Plan expected by end of September.
Although Congress has yet to provide funds, re-opening the country’s only nuclear waste dump remains a “high priority” for the Energy Department, Energy Secretary Ernest Moniz told a town hall meeting in Carlsbad, New Mexico, last night.
The Waste Isolation Pilot Plant, which stores 3.2 million cubic feet of plutonium-contaminated waste in salt caverns 2,150 feet underground in a 16-square-mile compound 26 miles east of Carlsbad, was closed following a low-level radiation leak Feb. 19 in drums of waste transferred there for perpetual storage from Los Alamos National Laboratory.
This leak followed a fire in an underground mining truck at WIPP on Feb. 14.
“Let me make no bones about it: WIPP has to come all the way back,” Moniz told the meeting in his opening remarks. “This is really an absolutely core facility for the country.”
Sen. Tom Udall, D-N.M., told the town hall meeting Congress cannot provide funds for the WIPP cleanup until Energy comes up with a detailed recovery plan for the facility. Udall said the Senate version of the 2015 Energy bill includes a $220 million WIPP operating budget and $102 million for recovery operations.
Moniz said Energy will have a WIPP recovery plan ready by the end of September and will “try its best” to get the funds needed to support cleanup of radiation that has contaminated portions of the underground storage site.

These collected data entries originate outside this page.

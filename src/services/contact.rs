//! Contact book
//!
//! In-memory registry of contacts with a case-insensitive name index. This
//! is the first half of expense submission: turn whatever the contact field
//! holds into a stored [`Contact`] with a stable [`ContactId`] before an
//! [`crate::models::Expense`] is built.

use chrono::{Local, NaiveDate};
use std::collections::HashMap;
use std::sync::{RwLock, RwLockReadGuard, RwLockWriteGuard};

use crate::error::{ExpenseError, ExpenseResult};
use crate::models::{Contact, ContactId, ContactRef};

#[derive(Debug, Default)]
struct ContactIndex {
    by_id: HashMap<ContactId, Contact>,
    /// normalized name -> contact id
    by_name: HashMap<String, ContactId>,
}

impl ContactIndex {
    fn insert(&mut self, contact: Contact) {
        if let Some(old) = self.by_id.get(&contact.id) {
            self.by_name.remove(&Contact::normalize_name(&old.name));
        }
        self.by_name
            .insert(Contact::normalize_name(&contact.name), contact.id);
        self.by_id.insert(contact.id, contact);
    }
}

/// Shared registry of contacts
#[derive(Debug, Default)]
pub struct ContactBook {
    index: RwLock<ContactIndex>,
}

impl ContactBook {
    pub fn new() -> Self {
        Self::default()
    }

    /// Build a book from already known contacts
    pub fn with_contacts(contacts: impl IntoIterator<Item = Contact>) -> Self {
        let mut index = ContactIndex::default();
        for contact in contacts {
            index.insert(contact);
        }
        Self {
            index: RwLock::new(index),
        }
    }

    fn read(&self) -> ExpenseResult<RwLockReadGuard<'_, ContactIndex>> {
        self.index
            .read()
            .map_err(|e| ExpenseError::Storage(format!("Failed to acquire read lock: {}", e)))
    }

    fn write(&self) -> ExpenseResult<RwLockWriteGuard<'_, ContactIndex>> {
        self.index
            .write()
            .map_err(|e| ExpenseError::Storage(format!("Failed to acquire write lock: {}", e)))
    }

    pub fn get(&self, id: ContactId) -> ExpenseResult<Option<Contact>> {
        Ok(self.read()?.by_id.get(&id).cloned())
    }

    /// Get a contact by name (case-insensitive, trimmed)
    pub fn get_by_name(&self, name: &str) -> ExpenseResult<Option<Contact>> {
        let index = self.read()?;
        Ok(index
            .by_name
            .get(&Contact::normalize_name(name))
            .and_then(|id| index.by_id.get(id))
            .cloned())
    }

    /// All contacts, ordered by name
    pub fn list(&self) -> ExpenseResult<Vec<Contact>> {
        let mut contacts: Vec<_> = self.read()?.by_id.values().cloned().collect();
        contacts.sort_by(|a, b| a.name.to_lowercase().cmp(&b.name.to_lowercase()));
        Ok(contacts)
    }

    pub fn count(&self) -> ExpenseResult<usize> {
        Ok(self.read()?.by_id.len())
    }

    /// Add a new contact, refusing a name that is already taken
    pub fn create(&self, name: &str, created_on: NaiveDate) -> ExpenseResult<Contact> {
        let name = name.trim();
        if name.is_empty() {
            return Err(ExpenseError::Validation(
                "Contact name cannot be empty".into(),
            ));
        }

        let mut index = self.write()?;
        if index.by_name.contains_key(&Contact::normalize_name(name)) {
            return Err(ExpenseError::Duplicate {
                entity_type: "Contact",
                identifier: name.to_string(),
            });
        }

        let contact = Contact::new(name, created_on);
        index.insert(contact.clone());
        tracing::info!(contact = %contact.id, name = %contact.name, "created contact");
        Ok(contact)
    }

    /// Resolve a contact reference to a stored contact, creating it if needed
    ///
    /// Uses today's local date for a newly created contact.
    pub fn resolve_or_create(&self, contact: &ContactRef) -> ExpenseResult<Contact> {
        self.resolve_or_create_on(contact, Local::now().date_naive())
    }

    /// Resolve a contact reference to a stored contact, creating it if needed
    ///
    /// The returned contact is the book's record, so its name is the stored
    /// spelling rather than the text in the reference.
    ///
    /// - A reference with an ID must name a known contact.
    /// - A reference without one is matched by name; if nothing matches, a
    ///   new contact dated `created_on` is added.
    ///
    /// # Errors
    ///
    /// [`ExpenseError::NotFound`] for an unknown ID, [`ExpenseError::Validation`]
    /// for a blank name.
    pub fn resolve_or_create_on(
        &self,
        contact: &ContactRef,
        created_on: NaiveDate,
    ) -> ExpenseResult<Contact> {
        if let Some(id) = contact.id {
            return self
                .get(id)?
                .ok_or_else(|| ExpenseError::contact_not_found(id.to_string()));
        }

        let name = contact.name.trim();
        if name.is_empty() {
            return Err(ExpenseError::Validation(
                "Contact name cannot be empty".into(),
            ));
        }

        // Check and insert under one write lock so two callers with the
        // same new name end up with one contact.
        let mut index = self.write()?;
        let existing = index
            .by_name
            .get(&Contact::normalize_name(name))
            .and_then(|id| index.by_id.get(id));
        if let Some(found) = existing {
            return Ok(found.clone());
        }

        let created = Contact::new(name, created_on);
        tracing::info!(
            contact = %created.id,
            name = %created.name,
            "created contact while resolving"
        );
        index.insert(created.clone());
        Ok(created)
    }
}

#[cfg(test)]
mod tests {
    use super::*;

    fn day() -> NaiveDate {
        NaiveDate::from_ymd_opt(2024, 4, 1).unwrap()
    }

    #[test]
    fn test_resolve_creates_once_by_name() {
        let book = ContactBook::new();

        let first = book
            .resolve_or_create_on(&ContactRef::unresolved("Corner Shop"), day())
            .unwrap();
        let second = book
            .resolve_or_create_on(&ContactRef::unresolved("  corner shop"), day())
            .unwrap();

        assert_eq!(first, second);
        assert_eq!(second.name, "Corner Shop");
        assert_eq!(book.count().unwrap(), 1);

        let contact = book.get(first.id).unwrap().unwrap();
        assert_eq!(contact, first);
        assert_eq!(contact.created_on, day());
    }

    #[test]
    fn test_resolve_known_id() {
        let known = Contact::new("Landlord", day());
        let book = ContactBook::with_contacts([known.clone()]);

        let resolved = book.resolve_or_create(&known.to_ref()).unwrap();
        assert_eq!(resolved, known);
        assert_eq!(book.count().unwrap(), 1);
    }

    #[test]
    fn test_resolve_known_id_uses_stored_name() {
        let known = Contact::new("Landlord", day());
        let book = ContactBook::with_contacts([known.clone()]);

        let stale = ContactRef::resolved(known.id, "old landlord name");
        let resolved = book.resolve_or_create(&stale).unwrap();
        assert_eq!(resolved.name, "Landlord");
    }

    #[test]
    fn test_resolve_unknown_id_fails() {
        let book = ContactBook::new();
        let stranger = ContactRef::resolved(ContactId::new(), "Stranger");

        let err = book.resolve_or_create(&stranger).unwrap_err();
        assert!(err.is_not_found());
        assert_eq!(book.count().unwrap(), 0);
    }

    #[test]
    fn test_resolve_blank_name_fails() {
        let book = ContactBook::new();
        let err = book
            .resolve_or_create(&ContactRef::unresolved("   "))
            .unwrap_err();
        assert!(err.is_validation());
    }

    #[test]
    fn test_create_rejects_duplicate() {
        let book = ContactBook::new();
        book.create("Gym", day()).unwrap();

        let err = book.create("GYM", day()).unwrap_err();
        assert!(matches!(err, ExpenseError::Duplicate { .. }));
    }

    #[test]
    fn test_list_is_sorted_by_name() {
        let book = ContactBook::new();
        book.create("zoo", day()).unwrap();
        book.create("Apple", day()).unwrap();
        book.create("mango", day()).unwrap();

        let names: Vec<_> = book.list().unwrap().into_iter().map(|c| c.name).collect();
        assert_eq!(names, vec!["Apple", "mango", "zoo"]);
        assert!(book.get_by_name("MANGO").unwrap().is_some());
    }
}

“Safety has to be the driver” for the WIPP cleanup, Moniz vowed to an audience of local residents and workers who expressed concerns in their remarks about the lack of a safety culture at WIPP.
Sen. Martin Heinrich, D-N.M., said while he believed there should be “no allowable deviation from safety standards for WIPP,” the February leak needs to be “taken into context” as a low-level leak less than normal background radiation.
WIPP currently stores low-level waste contaminated with plutonium and other radioactive isotopes generated in development of nuclear weapons. Moniz told the town hall meeting Energy is considering the facility to store spent fuel from commercial nuclear power plants, but provided no time line.